Setembro Amarelo: através dos meus olhos


Carol Canabarro

A primeira vez que desejei morrer, estava em uma mesa de cirurgia, prestes a arrancar minha melhor parte. Algo com o qual, eu sabia, não poderia viver sem. Anestesiada, sucumbi. Acordei esvaziada e, para minha decepção, viva.

Eu tinha traído o amor, a vida e não podia suportar a culpa. Saber que o mundo era um lugar belo maximizava meu pesar. Eu não merecia estar nele. Se meu desejo não tinha se realizado pelas mãos dos médicos, então teriam quer ser, as minhas, a fazê-lo.

Um dia após o outro, o arrependimento me torturava em câmera lenta. Diante do espelho, passei a não me reconhecer. O olhar fundo e perdido, o cabelo despenteado, o corpo transformado em pele e tormento. Os pensamentos presos em uma única sombria ideia. Já não conversava verdades, não ria por vontade própria, nem planejava o futuro. O passado me consumia, uma angústia que sempre me alcançava, não importava para onde eu corresse. Eu precisava extrapolá-lo, para sempre.

Por dois anos, calculei e planejei o como, o quando e o onde. A possibilidade do sofrimento, no momento definitivo, não me assustava. Eu tinha decidido que sofrera o bastante.

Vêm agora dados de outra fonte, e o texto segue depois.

use std::io::IsTerminal;

use clap::ValueEnum;
use comfy_table::{presets::UTF8_FULL, ContentArrangement, Table};
use grainrpc_endpoint::EndpointStatistics;
use serde::Serialize;

#[derive(Clone, Debug, Copy, ValueEnum)]
pub enum OutputFormat {
    Json,
    Table,
    Pretty,
}

impl OutputFormat {
    pub fn default_for_stdout() -> Self {
        if std::io::stdout().is_terminal() {
            Self::Table
        } else {
            Self::Json
        }
    }
}

/// A command result printed as one JSON line, a two-column table, or a
/// single `key=value` line.
pub trait Report: Serialize {
    fn fields(&self) -> Vec<(&'static str, String)>;
}

pub fn print_report(report: &impl Report, format: OutputFormat) {
    match format {
        OutputFormat::Json => {
            println!(
                "{}",
                serde_json::to_string(report).unwrap_or_else(|_| "{}".to_string())
            );
        }
        OutputFormat::Table => {
            let mut table = Table::new();
            table
                .load_preset(UTF8_FULL)
                .set_content_arrangement(ContentArrangement::Dynamic)
                .set_header(vec!["FIELD", "VALUE"]);
            for (field, value) in report.fields() {
                table.add_row(vec![field.to_string(), value]);
            }
            println!("{table}");
        }
        OutputFormat::Pretty => {
            let line: Vec<String> = report
                .fields()
                .into_iter()
                .map(|(field, value)| format!("{field}={value}"))
                .collect();
            println!("{}", line.join(" "));
        }
    }
}

#[derive(Serialize)]
pub struct ListeningReport {
    pub event: &'static str,
    pub name: String,
    pub addr: String,
    pub grain: u64,
    pub authentication: bool,
}

impl Report for ListeningReport {
    fn fields(&self) -> Vec<(&'static str, String)> {
        vec![
            ("event", self.event.to_string()),
            ("name", self.name.clone()),
            ("addr", self.addr.clone()),
            ("grain", self.grain.to_string()),
            ("authentication", self.authentication.to_string()),
        ]
    }
}

#[derive(Serialize)]
pub struct CallReport {
    pub connection_id: u64,
    pub grain: u64,
    pub request: String,
    pub response: String,
    pub elapsed_ms: f64,
}

impl Report for CallReport {
    fn fields(&self) -> Vec<(&'static str, String)> {
        vec![
            ("connection_id", self.connection_id.to_string()),
            ("grain", self.grain.to_string()),
            ("request", self.request.clone()),
            ("response", self.response.clone()),
            ("elapsed_ms", format!("{:.2}", self.elapsed_ms)),
        ]
    }
}

#[derive(Serialize)]
pub struct ProbeReport {
    pub connected: bool,
    pub connection_id: u64,
    pub local_addr: Option<String>,
    pub remote_addr: Option<String>,
    pub remote_name: Option<String>,
    pub roundtrip_ms: f64,
    pub statistics: EndpointStatistics,
}

impl Report for ProbeReport {
    fn fields(&self) -> Vec<(&'static str, String)> {
        let or_dash = |value: &Option<String>| value.clone().unwrap_or_else(|| "-".to_string());
        vec![
            ("connected", self.connected.to_string()),
            ("connection_id", self.connection_id.to_string()),
            ("local_addr", or_dash(&self.local_addr)),
            ("remote_addr", or_dash(&self.remote_addr)),
            ("remote_name", or_dash(&self.remote_name)),
            ("roundtrip_ms", format!("{:.3}", self.roundtrip_ms)),
            ("bytes_sent", self.statistics.bytes_sent.to_string()),
            ("bytes_received", self.statistics.bytes_received.to_string()),
            ("calls_invoked", self.statistics.calls_invoked.to_string()),
            ("calls_answered", self.statistics.calls_answered.to_string()),
            ("gc_sweeps", self.statistics.gc_sweeps.to_string()),
        ]
    }
}

pub fn millis(duration: std::time::Duration) -> f64 {
    (duration.as_secs_f64() * 1000.0 * 1000.0).round() / 1000.0
}

#[cfg(test)]
mod tests {
    use std::time::Duration;

    use super::*;

    #[test]
    fn millis_keeps_microsecond_precision() {
        assert_eq!(millis(Duration::from_micros(1_234)), 1.234);
        assert_eq!(millis(Duration::ZERO), 0.0);
    }

    #[test]
    fn probe_fields_fill_missing_addresses() {
        let report = ProbeReport {
            connected: false,
            connection_id: 0,
            local_addr: None,
            remote_addr: Some("tcp://127.0.0.1:9".to_string()),
            remote_name: None,
            roundtrip_ms: 0.0,
            statistics: EndpointStatistics::default(),
        };
        let fields = report.fields();
        assert!(fields.contains(&("local_addr", "-".to_string())));
        assert!(fields.contains(&("remote_addr", "tcp://127.0.0.1:9".to_string())));
    }
}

Uma noite, no banheiro, dei a primeira volta da corda em meu pescoço. Bastava um nó bem forte para que a dor me soltasse. Quis olhar-me uma última vez no espelho. O vermelho destacou a cor dos meus olhos. E tudo veio, em forma de pequenas fagulhas, de um só golpe.

A visita preocupada do meu pai e minha fuga para que ele não lesse a tristeza no meu rosto.

O pedido para ser madrinha de uma criança tão desejada.

O convite para voltar a jogar com as amigas de infância.

A chamada de vídeo, mesmo você não gostando de fazê-las, para que eu pudesse participar do dia das mães.

A dedicatória, escrita a caneta prateada, no livro do Pequeno Príncipe.

O chocolate vegano, que você fez questão de me presentear, quando soube da minha decisão de não comer mais nada de origem animal.

As traquinagens junto aos primos na casa alugada de Capão.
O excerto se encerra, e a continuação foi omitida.